My personal view is that the 3rd chakra must be properly balanced in order to understand love (4th chakra) then creativity and higher states of awareness (6th 7th). That's not to say that you can't skip ahead to 6th/7th type of work, but you run a risk of becoming very top-heavy. A top-heavy person has a strong intellect and ability to access advanced meditative states, but poor body awareness, is ungrounded, will have difficulty with socializing, have few friends, and will display the typical behaviours of over/underactivity in the 3rd chakra.
thumbnail
Bruno Loff, modified 12 Years ago at 8/14/11 5:25 AM
Created 12 Years ago at 8/14/11 5:25 AM

RE: Solar plexus chakra & ego

Posts: 1094 Join Date: 8/30/09 Recent Posts
I don't know about the "ego," but I do know that the sensations in the solar plexus will sometimes develop into a feeling of lack of breath. Like I am not taking in enough air, and absolutely must breathe. However, at the same time, it seems as if this urge to breathe is just a blockage in the area, as I am breathing just fine in normal amounts, and I'm not blacking out or show any other signs of lack of oxygen intake.
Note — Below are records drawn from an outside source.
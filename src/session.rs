//! Event-driven play session.
//!
//! DESIGN
//! ======
//! A `PlaySession` owns the current `PlayState` behind a mutex and applies
//! the pure transitions from [`crate::game`] in response to UI events. The
//! only side effect is toast clearing: when a transition shows a transient
//! toast, a tokio task sleeps for the configured delay and then redeems the
//! toast's ticket. A newer toast bumps the generation first, so a stale timer
//! finds nothing to clear.
//!
//! Without a tokio runtime the session still works; toasts simply stay until
//! the next one replaces them.

#[cfg(test)]
#[path = "session_test.rs"]
mod session_test;

use std::sync::{Arc, Mutex, MutexGuard, PoisonError};
use std::time::Duration;

use rand::Rng;
use tokio::runtime::Handle;

use crate::config::Config;
use crate::game::{self, GuessOutcome, PlayState, SolvedGroup};
use crate::toast::ToastTicket;

/// One player's game, shared between the UI and its toast timers.
#[derive(Debug, Clone)]
pub struct PlaySession {
    state: Arc<Mutex<PlayState>>,
    toast_clear_delay: Duration,
}

impl PlaySession {
    #[must_use]
    pub fn new(state: PlayState, config: &Config) -> Self {
        Self { state: Arc::new(Mutex::new(state)), toast_clear_delay: config.toast_clear_delay }
    }

    /// Copy of the current state, for rendering.
    #[must_use]
    pub fn snapshot(&self) -> PlayState {
        self.lock().clone()
    }

    /// Tile click.
    pub fn select(&self, index: usize) {
        self.apply(|state| (game::select_tile(state, index), ()));
    }

    /// "Deselect all" button.
    pub fn deselect_all(&self) {
        self.apply(|state| (game::deselect_all(state), ()));
    }

    /// "Shuffle" button, using the thread-local RNG.
    pub fn shuffle(&self) {
        self.shuffle_with_rng(&mut rand::rng());
    }

    pub fn shuffle_with_rng<R: Rng + ?Sized>(&self, rng: &mut R) {
        self.apply(|state| (game::shuffle_tiles(state, rng), ()));
    }

    /// "Submit" button.
    pub fn submit(&self) -> GuessOutcome {
        self.apply(game::submit_guess)
    }

    /// Groups the player did not find; empty until the game is over.
    #[must_use]
    pub fn reveal(&self) -> Vec<SolvedGroup> {
        game::reveal(&self.lock())
    }

    fn lock(&self) -> MutexGuard<'_, PlayState> {
        self.state.lock().unwrap_or_else(PoisonError::into_inner)
    }

    /// Replace the state with the transition's result and schedule clearing
    /// of any toast the transition showed.
    fn apply<T>(&self, transition: impl FnOnce(&PlayState) -> (PlayState, T)) -> T {
        let (ticket, result) = {
            let mut state = self.lock();
            let before = state.toast.generation();
            let (next, result) = transition(&state);
            *state = next;
            let shown = state.toast.generation() != before;
            (shown.then(|| state.pending_toast()).flatten(), result)
        };
        if let Some(ticket) = ticket {
            self.schedule_toast_clear(ticket);
        }
        result
    }

    fn schedule_toast_clear(&self, ticket: ToastTicket) {
        let Ok(handle) = Handle::try_current() else {
            tracing::warn!("no tokio runtime; toast will not be cleared automatically");
            return;
        };
        let state = Arc::clone(&self.state);
        let delay = self.toast_clear_delay;
        handle.spawn(async move {
            tokio::time::sleep(delay).await;
            let mut state = state.lock().unwrap_or_else(PoisonError::into_inner);
            let next = game::clear_toast(&state, ticket);
            *state = next;
        });
    }
}
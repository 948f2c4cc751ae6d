//! Puzzle document: the versioned, immutable description of one puzzle.
//!
//! A `PuzzleDocument` is what a creator authors and what a link carries. It is
//! serialized with serde into the compact JSON shape used inside payloads:
//!
//! ```text
//! { "v": 1, "title"?: string,
//!   "groups": [ { "name"?: string, "color": "yellow"|"green"|"blue"|"purple",
//!                 "words": [string, string, string, string] } x4 ],
//!   "settings": { "shuffleOnLoad": bool, "maxMistakes": 1..=10 } }
//! ```
//!
//! Deserialization deliberately goes through [`crate::schema::validate`]
//! rather than a serde derive, so untrusted input has exactly one gate.

#[cfg(test)]
#[path = "puzzle_test.rs"]
mod puzzle_test;

use serde::{Serialize, Serializer};

use crate::consts::{GROUP_COUNT, GROUP_SIZE, PUZZLE_VERSION};

/// Color tag of a group. Doubles as the group's stable identity.
#[derive(Debug, Clone, Copy, PartialEq, Eq, Hash, Serialize)]
#[serde(rename_all = "lowercase")]
pub enum GroupColor {
    Yellow,
    Green,
    Blue,
    Purple,
}

impl GroupColor {
    /// All colors in canonical (easiest to hardest) order.
    pub const ALL: [Self; GROUP_COUNT] = [Self::Yellow, Self::Green, Self::Blue, Self::Purple];

    /// Wire name of the color.
    #[must_use]
    pub fn as_str(self) -> &'static str {
        match self {
            Self::Yellow => "yellow",
            Self::Green => "green",
            Self::Blue => "blue",
            Self::Purple => "purple",
        }
    }

    /// Parse a wire name. Matching is exact; `"Yellow"` is not a color.
    #[must_use]
    pub fn parse(raw: &str) -> Option<Self> {
        Self::ALL.into_iter().find(|color| color.as_str() == raw)
    }
}

impl std::fmt::Display for GroupColor {
    fn fmt(&self, f: &mut std::fmt::Formatter<'_>) -> std::fmt::Result {
        f.write_str(self.as_str())
    }
}

/// Document format version. Closed: unknown versions never get this far.
#[derive(Debug, Clone, Copy, PartialEq, Eq, Default)]
pub enum Version {
    #[default]
    V1,
}

impl Version {
    /// Numeric tag written to the `v` field.
    #[must_use]
    pub fn number(self) -> u64 {
        match self {
            Self::V1 => PUZZLE_VERSION,
        }
    }

    /// Map a numeric tag to a known version.
    #[must_use]
    pub fn from_number(raw: u64) -> Option<Self> {
        (raw == PUZZLE_VERSION).then_some(Self::V1)
    }
}

impl Serialize for Version {
    fn serialize<S: Serializer>(&self, serializer: S) -> Result<S::Ok, S::Error> {
        serializer.serialize_u64(self.number())
    }
}

/// One hidden category of four words.
#[derive(Debug, Clone, PartialEq, Eq, Serialize)]
pub struct Group {
    /// Category label shown once the group is solved.
    #[serde(skip_serializing_if = "Option::is_none")]
    pub name: Option<String>,
    pub color: GroupColor,
    /// Member words in authored casing.
    pub words: [String; GROUP_SIZE],
}

/// Per-puzzle play settings chosen by the creator.
#[derive(Debug, Clone, Copy, PartialEq, Eq, Serialize)]
#[serde(rename_all = "camelCase")]
pub struct Settings {
    /// Shuffle the grid when a player opens the link.
    pub shuffle_on_load: bool,
    /// Incorrect guesses allowed before the game is lost (1..=10).
    pub max_mistakes: u8,
}

/// A complete puzzle as authored and as carried in a link.
#[derive(Debug, Clone, PartialEq, Eq, Serialize)]
pub struct PuzzleDocument {
    #[serde(rename = "v")]
    pub version: Version,
    #[serde(skip_serializing_if = "Option::is_none")]
    pub title: Option<String>,
    pub groups: [Group; GROUP_COUNT],
    pub settings: Settings,
}

impl PuzzleDocument {
    /// Build a current-version document.
    #[must_use]
    pub fn new(title: Option<String>, groups: [Group; GROUP_COUNT], settings: Settings) -> Self {
        Self { version: Version::V1, title, groups, settings }
    }

    /// Look up a group by its color tag.
    #[must_use]
    pub fn group(&self, color: GroupColor) -> Option<&Group> {
        self.groups.iter().find(|group| group.color == color)
    }

    /// All sixteen words in group order.
    #[must_use]
    pub fn words(&self) -> impl Iterator<Item = &str> {
        self.groups.iter().flat_map(|group| group.words.iter().map(String::as_str))
    }
}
This has led me, in various periods in my practice (for a few hours in my first retreat, a few weeks in early 2010, a few weeks in late 2010, and now occasionally and seemingly at random), to try to relax this feeling of suffocation, to handle it like I would any other blockage.

What happens then is that the tension becomes stronger, and then stronger still, and then eventually (and not always, only after several sessions of doing this, and sometimes not then), there is some dissolution of some kind, and the way I breathe changes. I mean it changes from that moment onwards. I breathe more easily, more slowly, and use the belly more. I used to be a chest-breather, and now I am definitely a belly breather.

It always amazes me how this process is so obviously physiological (rather than just psychological). This is just one among several changes in bodily function.